● What you are asked to do
Restate word for word the lines of the data below, from the first through the one that has "mod duration;".

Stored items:

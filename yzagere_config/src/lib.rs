use std::{collections::HashMap, net::IpAddr, path::Path};

use anyhow::Context;
use config::{Environment, File, FileFormat};
use serde::Deserialize;
use url::Url;
use yzagere_models::email_address::EmailAddressWithName;

pub use crate::duration::Duration;

mod duration;

/// The defaults, always loaded before any other source.
pub const DEFAULT_CONFIG: &str = include_str!("../../config.toml");

/// Colon separated list of config files loaded on top of the defaults.
pub const CONFIG_PATHS_ENV: &str = "YZAGERE_CONFIG";

/// Environment variables of the previous deployment and the config keys they
/// override.
const LEGACY_ENV: [(&str, &str); 6] = [
    ("SMTP_HOST", "email.smtp.host"),
    ("SMTP_PORT", "email.smtp.port"),
    ("SMTP_USER", "email.smtp.username"),
    ("SMTP_PASS", "email.smtp.password"),
    ("MAIL_FROM", "email.from"),
    ("MAIL_TO", "contact.recipient"),
];

/// Loads the defaults and the files listed in `YZAGERE_CONFIG`, then applies
/// overrides from the process environment.
pub fn load() -> anyhow::Result<Config> {
    let env = std::env::vars().collect::<HashMap<_, _>>();
    let paths = env
        .get(CONFIG_PATHS_ENV)
        .map(|paths| {
            paths
                .split(':')
                .filter(|x| !x.is_empty())
                .map(ToOwned::to_owned)
                .collect::<Vec<_>>()
        })
        .unwrap_or_default();

    load_with_env(&paths, env)
}

fn load_with_env(
    paths: &[impl AsRef<Path>],
    env: HashMap<String, String>,
) -> anyhow::Result<Config> {
    let defaults = File::from_str(DEFAULT_CONFIG, FileFormat::Toml);
    let builder = paths
        .iter()
        .try_fold(config::Config::builder().add_source(defaults), |builder, path| {
            let path = path.as_ref();
            let content = std::fs::read_to_string(path)
                .with_context(|| format!("Failed to read config file at {}", path.display()))?;
            let source = File::from_str(&content, FileFormat::Toml);
            anyhow::Ok(builder.add_source(source))
        })?
        .add_source(
            Environment::with_prefix("YZAGERE")
                .prefix_separator("__")
                .separator("__")
                .try_parsing(true)
                .source(Some(env.clone().into_iter().collect())),
        );

    LEGACY_ENV
        .iter()
        .try_fold(builder, |builder, &(var, key)| {
            let value = env.get(var).filter(|x| !x.is_empty()).cloned();
            builder.set_override_option(key, value)
        })?
        .build()?
        .try_deserialize()
        .context("Failed to load config")
}

#[derive(Debug, Deserialize)]
pub struct Config {
    pub http: HttpConfig,
    pub email: EmailConfig,
    pub contact: ContactConfig,
    pub health: HealthConfig,
    pub widget: WidgetConfig,
}

#[derive(Debug, Deserialize)]
pub struct HttpConfig {
    pub host: IpAddr,
    pub port: u16,
}

#[derive(Debug, Deserialize)]
pub struct EmailConfig {
    pub smtp: SmtpConfig,
    pub from: EmailAddressWithName,
    pub timeout: Duration,
}

#[derive(Debug, Deserialize)]
pub struct SmtpConfig {
    pub host: String,
    pub port: u16,
    pub tls: SmtpTls,
    pub username: String,
    pub password: Option<String>,
}

#[derive(Debug, Clone, Copy, PartialEq, Eq, Deserialize)]
#[serde(rename_all = "lowercase")]
pub enum SmtpTls {
    Starttls,
    Tls,
    None,
}

#[derive(Debug, Deserialize)]
pub struct ContactConfig {
    pub recipient: EmailAddressWithName,
    pub business_name: String,
    pub min_dwell_time: Duration,
    pub fallback_phone: String,
}

#[derive(Debug, Deserialize)]
pub struct HealthConfig {
    pub cache_ttl: Duration,
}

#[derive(Debug, Deserialize)]
pub struct WidgetConfig {
    pub endpoint: Url,
}

#[cfg(test)]
mod tests {
    use pretty_assertions::assert_eq;

    use super::*;

    const NO_PATHS: &[&str] = &[];

    fn env(vars: &[(&str, &str)]) -> HashMap<String, String> {
        vars.iter()
            .map(|&(k, v)| (k.to_owned(), v.to_owned()))
            .collect()
    }

    #[test]
    fn load_default_config() {
        let config = load_with_env(NO_PATHS, HashMap::new()).unwrap();

        assert_eq!(config.email.smtp.host, "smtp.sendgrid.net");
        assert_eq!(config.email.smtp.port, 587);
        assert_eq!(config.email.smtp.tls, SmtpTls::Starttls);
        assert_eq!(config.email.smtp.username, "apikey");
        assert_eq!(config.email.smtp.password, None);
        assert_eq!(config.email.from.name(), Some("Yzagere Enterprises"));
        assert_eq!(config.email.from.email(), "yzagere.enterprises@gmail.com");
        assert_eq!(config.contact.recipient.email(), "yzagere.enterprises@gmail.com");
        assert_eq!(config.contact.min_dwell_time.as_millis(), 4000);
        assert_eq!(config.contact.fallback_phone, "(623) 931-0846");
    }

    #[test]
    fn legacy_env_overrides() {
        // Arrange
        let env = env(&[
            ("SMTP_HOST", "localhost"),
            ("SMTP_PORT", "2525"),
            ("SMTP_USER", "leads"),
            ("SMTP_PASS", "hunter2"),
            ("MAIL_FROM", "website@example.com"),
            ("MAIL_TO", "Leads <leads@example.com>"),
        ]);

        // Act
        let config = load_with_env(NO_PATHS, env).unwrap();

        // Assert
        assert_eq!(config.email.smtp.host, "localhost");
        assert_eq!(config.email.smtp.port, 2525);
        assert_eq!(config.email.smtp.username, "leads");
        assert_eq!(config.email.smtp.password.as_deref(), Some("hunter2"));
        assert_eq!(config.email.from.email(), "website@example.com");
        assert_eq!(config.contact.recipient.name(), Some("Leads"));
        assert_eq!(config.contact.recipient.email(), "leads@example.com");
    }

    #[test]
    fn empty_legacy_env_is_ignored() {
        let env = env(&[("SMTP_PASS", "")]);

        let config = load_with_env(NO_PATHS, env).unwrap();

        assert_eq!(config.email.smtp.password, None);
    }

    #[test]
    fn prefixed_env_overrides() {
        // Arrange
        let env = env(&[
            ("YZAGERE__HTTP__PORT", "9000"),
            ("YZAGERE__CONTACT__MIN_DWELL_TIME", "2500ms"),
        ]);

        // Act
        let config = load_with_env(NO_PATHS, env).unwrap();

        // Assert
        assert_eq!(config.http.port, 9000);
        assert_eq!(config.contact.min_dwell_time.as_millis(), 2500);
    }

    #[test]
    fn later_files_override_earlier() {
        // Arrange
        let dir = std::env::temp_dir().join(format!("yzagere-config-{}", std::process::id()));
        std::fs::create_dir_all(&dir).unwrap();
        let first = dir.join("first.toml");
        let second = dir.join("second.toml");
        std::fs::write(&first, "[http]\nport = 1234\n[contact]\nbusiness_name = \"A\"\n").unwrap();
        std::fs::write(&second, "[http]\nport = 4321\n").unwrap();

        // Act
        let config = load_with_env(&[&first, &second], HashMap::new()).unwrap();

        // Assert
        assert_eq!(config.http.port, 4321);
        assert_eq!(config.contact.business_name, "A");
        std::fs::remove_dir_all(dir).unwrap();
    }

    #[test]
    fn missing_file() {
        let result = load_with_env(&["/nonexistent/config.toml"], HashMap::new());

        assert!(result.is_err());
    }
}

● Your solution
filename yzagere_config/src/lib.rs
use std::{collections::HashMap, net::IpAddr, path::Path};

use anyhow::Context;
use config::{Environment, File, FileFormat};
use serde::Deserialize;
use url::Url;
use yzagere_models::email_address::EmailAddressWithName;

pub use crate::duration::Duration;

mod duration;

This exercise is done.